The average premium for ACA marketplace coverage dipped 1.8% in 2022 compared with the prior year, an analysis from the Urban Institute, funded by the Robert Wood Johnson Foundation, found.

It’s the third consecutive year average ACA premiums declined, bucking the trend of sustained increases for job-based coverage, which provides insurance to a majority of nonelderly Americans.

Most states saw declines in premiums, though premium prices varied considerably from state to state, influenced by a handful of factors, including the number and type of insurers in a market

A record number of Americans purchased insurance coverage through the ACA marketplace this year, in part thanks to federal relief funds that made coverage more affordable for millions of people.

Roughly 14.5 million people enrolled in coverage for the 2022 calendar year, 21% more people than the year prior, regulators announced last month.

The type of insurers entering and competing in a market have a significant effect on premiums.

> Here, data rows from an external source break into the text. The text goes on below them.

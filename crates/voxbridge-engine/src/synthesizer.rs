use async_trait::async_trait;
use std::str::FromStr;
use tokio::sync::mpsc;
use voxbridge_core::{SynthesisError, VoiceInfo};

/// Synthesis backend tag, chosen once at startup from `[tts].backend`.
/// Each tag has a dedicated [`SpeechSynthesizer`] implementation; the
/// choice is fixed for the process lifetime.
#[derive(Debug, Clone, Copy, PartialEq, Eq)]
pub enum SynthesisBackend {
    Http,
    Null,
}

impl SynthesisBackend {
    pub fn as_str(&self) -> &'static str {
        match self {
            SynthesisBackend::Http => "http",
            SynthesisBackend::Null => "null",
        }
    }
}

impl FromStr for SynthesisBackend {
    type Err = SynthesisError;

    fn from_str(s: &str) -> Result<Self, Self::Err> {
        match s {
            "http" => Ok(SynthesisBackend::Http),
            "null" => Ok(SynthesisBackend::Null),
            other => Err(SynthesisError::BackendNotFound(other.to_string())),
        }
    }
}

/// A streaming speech-synthesis capability: text in, a sequence of
/// compressed audio chunks out. Shared read-only across connections.
#[async_trait]
pub trait SpeechSynthesizer: Send + Sync {
    fn backend(&self) -> SynthesisBackend;

    /// The available voice catalog. May be empty when the backend cannot
    /// enumerate voices; callers fall back to the configured default.
    async fn voices(&self) -> Result<Vec<VoiceInfo>, SynthesisError>;

    /// Start synthesis and return a receiver of compressed audio chunks.
    /// The channel closes when synthesis completes.
    async fn synthesize(
        &self,
        text: &str,
        voice: &str,
    ) -> Result<mpsc::Receiver<Vec<u8>>, SynthesisError>;
}

#[cfg(test)]
mod tests {
    use super::*;

    #[test]
    fn test_backend_from_str() {
        assert_eq!("http".parse::<SynthesisBackend>().unwrap(), SynthesisBackend::Http);
        assert_eq!("null".parse::<SynthesisBackend>().unwrap(), SynthesisBackend::Null);
    }

    #[test]
    fn test_backend_from_str_unknown() {
        match "edge".parse::<SynthesisBackend>() {
            Err(SynthesisError::BackendNotFound(name)) => assert_eq!(name, "edge"),
            _ => panic!("expected BackendNotFound"),
        }
    }

    #[test]
    fn test_backend_as_str_roundtrip() {
        for backend in [SynthesisBackend::Http, SynthesisBackend::Null] {
            assert_eq!(backend.as_str().parse::<SynthesisBackend>().unwrap(), backend);
        }
    }
}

Researchers found that when a Medicaid insurer is present in a market, premiums tend to be lower either because they target inexpensive markets or have narrow networks and lower provider payment rates. A Medicaid insurer refers to carriers whose core business is to contract with states to provide Medicaid coverage, including payers like Centene and Molina.

In response to Medicaid insurers “other insurers have been forced to negotiate more favorable provider payment rates or narrow their own networks,” the report said.

The number of competing insurers in a market is also an important factor for premiums.

Areas with only one insurance carrier tend to have higher premiums, as much as $190 more per month, compared to areas with five or more insurers.

Higher premiums were also recorded in areas with higher unemployment rates, which researchers used as a proxy for the severity of COVID-19 outbreaks.